Exercise objective
Lines from the listing below that contain the string "StoreStats" are to be reported.

┄┄┄┄┄┄┄┄┄┄┄┄┄┄┄┄┄┄┄┄

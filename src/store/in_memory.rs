//! In-process document store
//!
//! Same semantics as the SQLite store: filters run against the JSON text
//! form of each document, and query results keep first-insertion order.

use super::{check_embedding, Document, DocumentQuery, DocumentStore, StoreStats};
use crate::error::Result;
use async_trait::async_trait;
use chrono::Utc;
use serde_json::Value;
use std::collections::HashMap;
use tokio::sync::RwLock;

#[derive(Default)]
struct Inner {
    order: Vec<String>,
    documents: HashMap<String, Document>,
    dimension: Option<usize>,
}

/// Document store held entirely in memory
#[derive(Default)]
pub struct MemoryStore {
    inner: RwLock<Inner>,
}

impl MemoryStore {
    pub fn new() -> Self {
        Self::default()
    }
}

fn as_stored_json(document: &Document) -> Result<Value> {
    let text = serde_json::to_string(document)?;
    Ok(serde_json::from_str(&text)?)
}

#[async_trait]
impl DocumentStore for MemoryStore {
    async fn put(&self, mut document: Document) -> Result<Document> {
        let mut inner = self.inner.write().await;
        check_embedding(inner.dimension, document.embedding.len())?;
        inner.dimension.get_or_insert(document.embedding.len());

        let now = Utc::now();
        let created_at = inner
            .documents
            .get(&document.id)
            .and_then(|existing| existing.created_at)
            .unwrap_or(now);
        document.created_at = Some(created_at);
        document.updated_at = Some(now);

        if !inner.documents.contains_key(&document.id) {
            inner.order.push(document.id.clone());
        }
        inner.documents.insert(document.id.clone(), document.clone());
        Ok(document)
    }

    async fn get(&self, id: &str) -> Result<Option<Document>> {
        Ok(self.inner.read().await.documents.get(id).cloned())
    }

    async fn query(&self, query: &DocumentQuery) -> Result<Vec<Document>> {
        query.validate()?;

        let inner = self.inner.read().await;
        let mut matched = Vec::new();
        for id in &inner.order {
            if matched.len() >= query.limit {
                break;
            }
            let Some(document) = inner.documents.get(id) else {
                continue;
            };
            if query.filters.is_empty() || query.matches(&as_stored_json(document)?) {
                matched.push(document.clone());
            }
        }
        Ok(matched)
    }

    async fn stats(&self) -> Result<StoreStats> {
        let inner = self.inner.read().await;
        let mut stats = StoreStats {
            document_count: inner.documents.len(),
            dimension: inner.dimension,
            ..Default::default()
        };
        for document in inner.documents.values() {
            *stats
                .by_type
                .entry(document.metadata.doc_type.to_string())
                .or_insert(0) += 1;
            if document.content_ref.is_some() {
                stats.relocated_count += 1;
            }
        }
        Ok(stats)
    }
}

#[cfg(test)]
mod tests {
    use super::*;
    use crate::error::Error;
    use crate::store::test_support::document;
    use crate::store::{DocumentType, Filter};

    #[tokio::test]
    async fn test_roundtrip_and_overwrite() {
        let store = MemoryStore::new();
        let first = store
            .put(document("a", DocumentType::Documentation, vec![0.1, 0.2], 0.4))
            .await
            .unwrap();

        let second = store
            .put(document("a", DocumentType::Documentation, vec![0.3, 0.4], 0.6))
            .await
            .unwrap();
        assert_eq!(first.created_at, second.created_at);

        let loaded = store.get("a").await.unwrap().unwrap();
        assert_eq!(loaded.quality_score, 0.6);
        assert_eq!(store.stats().await.unwrap().document_count, 1);
    }

    #[tokio::test]
    async fn test_query_matches_sqlite_semantics() {
        let store = MemoryStore::new();
        store.put(document("x", DocumentType::Code, vec![1.0], 0.72)).await.unwrap();
        store.put(document("y", DocumentType::Analysis, vec![1.0], 0.9)).await.unwrap();
        store.put(document("z", DocumentType::Code, vec![1.0], 0.1)).await.unwrap();

        let hits = store
            .query(
                &DocumentQuery::new(5)
                    .with(Filter::doc_type(DocumentType::Code))
                    .with(Filter::min_quality(0.72)),
            )
            .await
            .unwrap();
        assert_eq!(hits.len(), 1);
        assert_eq!(hits[0].id, "x");
    }

    #[tokio::test]
    async fn test_rejects_mismatched_dimension() {
        let store = MemoryStore::new();
        store.put(document("a", DocumentType::Code, vec![1.0, 0.0], 0.5)).await.unwrap();
        let err = store
            .put(document("b", DocumentType::Code, vec![1.0], 0.5))
            .await
            .unwrap_err();
        assert!(matches!(err, Error::DimensionMismatch { expected: 2, actual: 1 }));
    }
}
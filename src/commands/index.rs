//! Index command implementation

use crate::analysis::{detect_language, is_binary_content, should_skip_file};
use crate::error::{Error, Result};
use crate::memory::{Memory, StoreRequest};
use crate::progress::{advance_progress, finish_progress, start_progress_bar};
use crate::relations::SyncReport;
use crate::store::{content_hash, normalize_tag, DocumentType};
use chrono::{DateTime, Utc};
use ignore::WalkBuilder;
use serde::Serialize;
use std::path::{Path, PathBuf};
use tracing::{debug, info, warn};
use uuid::Uuid;

#[derive(Debug, Clone, Default)]
pub struct IndexOptions {
    /// Type for every file; inferred per file when unset
    pub doc_type: Option<DocumentType>,
    pub tags: Vec<String>,
}

/// Index statistics
#[derive(Debug, Clone, Default, Serialize)]
pub struct IndexStats {
    pub files_found: usize,
    pub stored: usize,
    pub unchanged: usize,
    pub skipped: usize,
    pub relocated: usize,
    pub errors: Vec<String>,
    pub relationships: SyncReport,
}

enum FileOutcome {
    Stored { relocated: bool },
    Unchanged,
    Skipped,
}

/// Stable document id for a file path
pub fn document_id_for(path: &Path) -> String {
    let key = format!("file://{}", path.display());
    Uuid::new_v5(&Uuid::NAMESPACE_URL, key.as_bytes()).to_string()
}

/// Guess a document type from a path relative to the indexed root
pub fn infer_doc_type(path: &Path) -> DocumentType {
    match detect_language(path) {
        Some("markdown") | Some("html") | None => {}
        Some(_) => return DocumentType::Code,
    }
    let lower = path.display().to_string().to_lowercase();
    if ["architecture", "adr/", "design"].iter().any(|m| lower.contains(m)) {
        DocumentType::Architecture
    } else {
        DocumentType::Documentation
    }
}

/// Index every text file under a directory
pub async fn cmd_index(memory: &Memory, root: &Path, options: IndexOptions) -> Result<IndexStats> {
    let canonical_root = root
        .canonicalize()
        .map_err(|e| Error::InvalidPath(format!("{}: {}", root.display(), e)))?;
    info!("Indexing directory: {}", canonical_root.display());

    let mut stats = IndexStats::default();

    let mut files: Vec<PathBuf> = Vec::new();
    let walker = WalkBuilder::new(&canonical_root)
        .hidden(true)
        .git_ignore(true)
        .git_exclude(true)
        .build();

    for entry in walker {
        match entry {
            Ok(e) if e.file_type().map(|t| t.is_file()).unwrap_or(false) => {
                stats.files_found += 1;
                let path = e.path().to_path_buf();
                if should_skip_file(&path) {
                    stats.skipped += 1;
                } else {
                    files.push(path);
                }
            }
            Ok(_) => {}
            Err(e) => {
                warn!("Walk error: {}", e);
                stats.errors.push(e.to_string());
            }
        }
    }

    info!("Found {} files to index", files.len());
    let progress = start_progress_bar(files.len(), "Indexing files");

    for path in files {
        let relative = path.strip_prefix(&canonical_root).unwrap_or(&path);
        let doc_type = options.doc_type.unwrap_or_else(|| infer_doc_type(relative));
        let display = relative.display().to_string();

        match index_file(memory, &path, doc_type, &options.tags).await {
            Ok(FileOutcome::Stored { relocated }) => {
                stats.stored += 1;
                if relocated {
                    stats.relocated += 1;
                }
            }
            Ok(FileOutcome::Unchanged) => stats.unchanged += 1,
            Ok(FileOutcome::Skipped) => stats.skipped += 1,
            Err(e) => {
                let error_msg = format!("{}: {}", path.display(), e);
                warn!("{}", error_msg);
                stats.errors.push(error_msg);
            }
        }

        advance_progress(&progress, &display);
    }

    finish_progress(progress, "Files indexed");

    stats.relationships = memory.flush_relationships().await;

    info!(
        "Indexing complete: {} stored, {} unchanged, {} skipped, {} errors",
        stats.stored,
        stats.unchanged,
        stats.skipped,
        stats.errors.len()
    );

    Ok(stats)
}

async fn index_file(
    memory: &Memory,
    path: &Path,
    doc_type: DocumentType,
    tags: &[String],
) -> Result<FileOutcome> {
    let bytes = tokio::fs::read(path).await?;
    if is_binary_content(&bytes) {
        debug!("Skipping binary file: {}", path.display());
        return Ok(FileOutcome::Skipped);
    }
    let Ok(text) = String::from_utf8(bytes) else {
        debug!("Skipping non-UTF-8 file: {}", path.display());
        return Ok(FileOutcome::Skipped);
    };
    if text.trim().is_empty() {
        return Ok(FileOutcome::Skipped);
    }

    let id = document_id_for(path);
    if let Some(existing) = memory.get(&id).await? {
        let same_tags = tags
            .iter()
            .filter_map(|t| normalize_tag(t))
            .all(|t| existing.metadata.tags.contains(&t));
        if existing.content_hash == content_hash(&text)
            && existing.metadata.doc_type == doc_type
            && same_tags
        {
            debug!("File unchanged: {}", path.display());
            return Ok(FileOutcome::Unchanged);
        }
    }

    let mut request = StoreRequest::new(text, doc_type)
        .with_id(id)
        .with_source_path(path.display().to_string())
        .with_tags(tags.iter().cloned());
    request.last_modified = tokio::fs::metadata(path)
        .await
        .and_then(|m| m.modified())
        .ok()
        .map(DateTime::<Utc>::from);

    let stored = memory.store(request).await?;
    Ok(FileOutcome::Stored {
        relocated: stored.is_relocated(),
    })
}

pub fn print_index_stats(stats: &IndexStats) {
    println!("\n✓ Indexing complete\n");
    println!("  Files found: {}", stats.files_found);
    println!("  Stored: {}", stats.stored);
    println!("  Unchanged: {}", stats.unchanged);
    println!("  Skipped: {}", stats.skipped);
    if stats.relocated > 0 {
        println!("  Relocated to blob storage: {}", stats.relocated);
    }
    if !stats.errors.is_empty() {
        println!("\n  Errors ({}):", stats.errors.len());
        for error in stats.errors.iter().take(10) {
            println!("    {}", error);
        }
        if stats.errors.len() > 10 {
            println!("    ... and {} more", stats.errors.len() - 10);
        }
    }
}

#[cfg(test)]
mod tests {
    use super::*;
    use crate::embed::{Embedder, EmbeddingMode};
    use crate::memory::MemorySettings;
    use crate::store::{MemoryBlobStore, MemoryStore};
    use async_trait::async_trait;
    use std::sync::Arc;
    use tempfile::TempDir;

    struct LengthEmbedder;

    #[async_trait]
    impl Embedder for LengthEmbedder {
        async fn embed(&self, texts: Vec<String>, _mode: EmbeddingMode) -> Result<Vec<Vec<f32>>> {
            Ok(texts.iter().map(|t| vec![t.len() as f32, 1.0]).collect())
        }

        fn dimension(&self) -> usize {
            2
        }

        fn model_name(&self) -> &str {
            "length"
        }
    }

    fn memory() -> Memory {
        Memory::new(
            Arc::new(MemoryStore::new()),
            Arc::new(MemoryBlobStore::new()),
            Arc::new(LengthEmbedder),
            None,
            MemorySettings::default(),
        )
    }

    #[test]
    fn test_document_id_is_stable() {
        let a = document_id_for(Path::new("/repo/src/lib.rs"));
        assert_eq!(a, document_id_for(Path::new("/repo/src/lib.rs")));
        assert_ne!(a, document_id_for(Path::new("/repo/src/main.rs")));
    }

    #[test]
    fn test_infer_doc_type() {
        assert_eq!(infer_doc_type(Path::new("src/booking.rs")), DocumentType::Code);
        assert_eq!(infer_doc_type(Path::new("README.md")), DocumentType::Documentation);
        assert_eq!(
            infer_doc_type(Path::new("docs/architecture/overview.md")),
            DocumentType::Architecture
        );
        assert_eq!(infer_doc_type(Path::new("docs/adr/0001-blobs.md")), DocumentType::Architecture);
        assert_eq!(infer_doc_type(Path::new("src/design_tokens.ts")), DocumentType::Code);
        assert_eq!(infer_doc_type(Path::new("LICENSE")), DocumentType::Documentation);
    }

    #[tokio::test]
    async fn test_index_directory_and_reindex() {
        let tmp = TempDir::new().unwrap();
        std::fs::create_dir(tmp.path().join("src")).unwrap();
        std::fs::write(tmp.path().join("src/quote.rs"), "fn quote() -> u32 { 42 }").unwrap();
        std::fs::write(tmp.path().join("README.md"), "# Quotes\nHow pricing works.").unwrap();
        std::fs::write(tmp.path().join("logo.png"), [0x89, b'P', b'N', b'G']).unwrap();
        std::fs::write(tmp.path().join("data.dat"), b"abc\0def").unwrap();
        std::fs::write(tmp.path().join("empty.txt"), "   ").unwrap();

        let memory = memory();
        let stats = cmd_index(&memory, tmp.path(), IndexOptions::default())
            .await
            .unwrap();
        assert_eq!(stats.files_found, 5);
        assert_eq!(stats.stored, 2);
        assert_eq!(stats.skipped, 3);
        assert!(stats.errors.is_empty());

        let code_path = tmp.path().join("src/quote.rs").canonicalize().unwrap();
        let doc = memory
            .get(&document_id_for(&code_path))
            .await
            .unwrap()
            .unwrap();
        assert_eq!(doc.metadata.doc_type, DocumentType::Code);
        assert_eq!(doc.metadata.language.as_deref(), Some("rust"));

        let again = cmd_index(&memory, tmp.path(), IndexOptions::default())
            .await
            .unwrap();
        assert_eq!(again.stored, 0);
        assert_eq!(again.unchanged, 2);
    }

    #[tokio::test]
    async fn test_reindex_applies_new_type_and_tags() {
        let tmp = TempDir::new().unwrap();
        std::fs::write(tmp.path().join("notes.md"), "Roofing crews start at 7am.").unwrap();

        let memory = memory();
        cmd_index(&memory, tmp.path(), IndexOptions::default())
            .await
            .unwrap();

        let retyped = IndexOptions {
            doc_type: Some(DocumentType::Conversation),
            tags: vec!["Roofing".to_string()],
        };
        let stats = cmd_index(&memory, tmp.path(), retyped.clone()).await.unwrap();
        assert_eq!(stats.stored, 1);
        assert_eq!(stats.unchanged, 0);

        let path = tmp.path().join("notes.md").canonicalize().unwrap();
        let doc = memory.get(&document_id_for(&path)).await.unwrap().unwrap();
        assert_eq!(doc.metadata.doc_type, DocumentType::Conversation);
        assert!(doc.metadata.tags.contains("roofing"));

        let again = cmd_index(&memory, tmp.path(), retyped).await.unwrap();
        assert_eq!(again.unchanged, 1);
    }

    #[tokio::test]
    async fn test_missing_directory_is_invalid_path() {
        let memory = memory();
        let result = cmd_index(
            &memory,
            Path::new("/definitely/not/here"),
            IndexOptions::default(),
        )
        .await;
        assert!(matches!(result, Err(Error::InvalidPath(_))));
    }
}
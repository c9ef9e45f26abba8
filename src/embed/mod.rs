//! Embedding generation
//!
//! This module provides an abstraction over embedding models with:
//! - A trait for different embedding backends
//! - HTTP embedding backend
//! - Document vs query embedding modes

mod http_backend;

pub use http_backend::*;

use crate::config::EmbeddingConfig;
use crate::error::{Error, Result};
use async_trait::async_trait;
use serde::{Deserialize, Serialize};

/// What an embedding will be used for. Stored documents and search queries
/// are embedded asymmetrically; mixing the modes degrades retrieval.
#[derive(Debug, Clone, Copy, PartialEq, Eq, Serialize, Deserialize)]
#[serde(rename_all = "snake_case")]
pub enum EmbeddingMode {
    Document,
    Query,
}

impl EmbeddingMode {
    /// Task type understood by the embedding service
    pub fn task_type(&self) -> &'static str {
        match self {
            EmbeddingMode::Document => "retrieval_document",
            EmbeddingMode::Query => "retrieval_query",
        }
    }
}

/// Trait for embedding providers
#[async_trait]
pub trait Embedder: Send + Sync {
    /// Embed a batch of texts
    async fn embed(&self, texts: Vec<String>, mode: EmbeddingMode) -> Result<Vec<Vec<f32>>>;

    /// Get the embedding dimension
    fn dimension(&self) -> usize;

    /// Get the model name
    fn model_name(&self) -> &str;
}

/// Create an embedder based on configuration
pub fn create_embedder(config: &EmbeddingConfig) -> Result<Box<dyn Embedder>> {
    let embedder = HttpEmbedder::new(config)?;
    Ok(Box::new(embedder))
}

/// Embed a single text
pub async fn embed_one(embedder: &dyn Embedder, text: &str, mode: EmbeddingMode) -> Result<Vec<f32>> {
    embedder
        .embed(vec![text.to_string()], mode)
        .await?
        .into_iter()
        .next()
        .ok_or_else(|| Error::Embedding("No embedding returned".to_string()))
}

/// Truncate embedding input to at most `max_chars` characters
pub fn truncate_chars(text: &str, max_chars: usize) -> &str {
    match text.char_indices().nth(max_chars) {
        Some((idx, _)) => &text[..idx],
        None => text,
    }
}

┄┄┄┄┄┄┄┄┄┄┄┄┄┄┄┄┄┄┄┄

Task solution
use super::{check_embedding, Document, DocumentQuery, DocumentStore, StoreStats};
    async fn stats(&self) -> Result<StoreStats> {
        let mut stats = StoreStats {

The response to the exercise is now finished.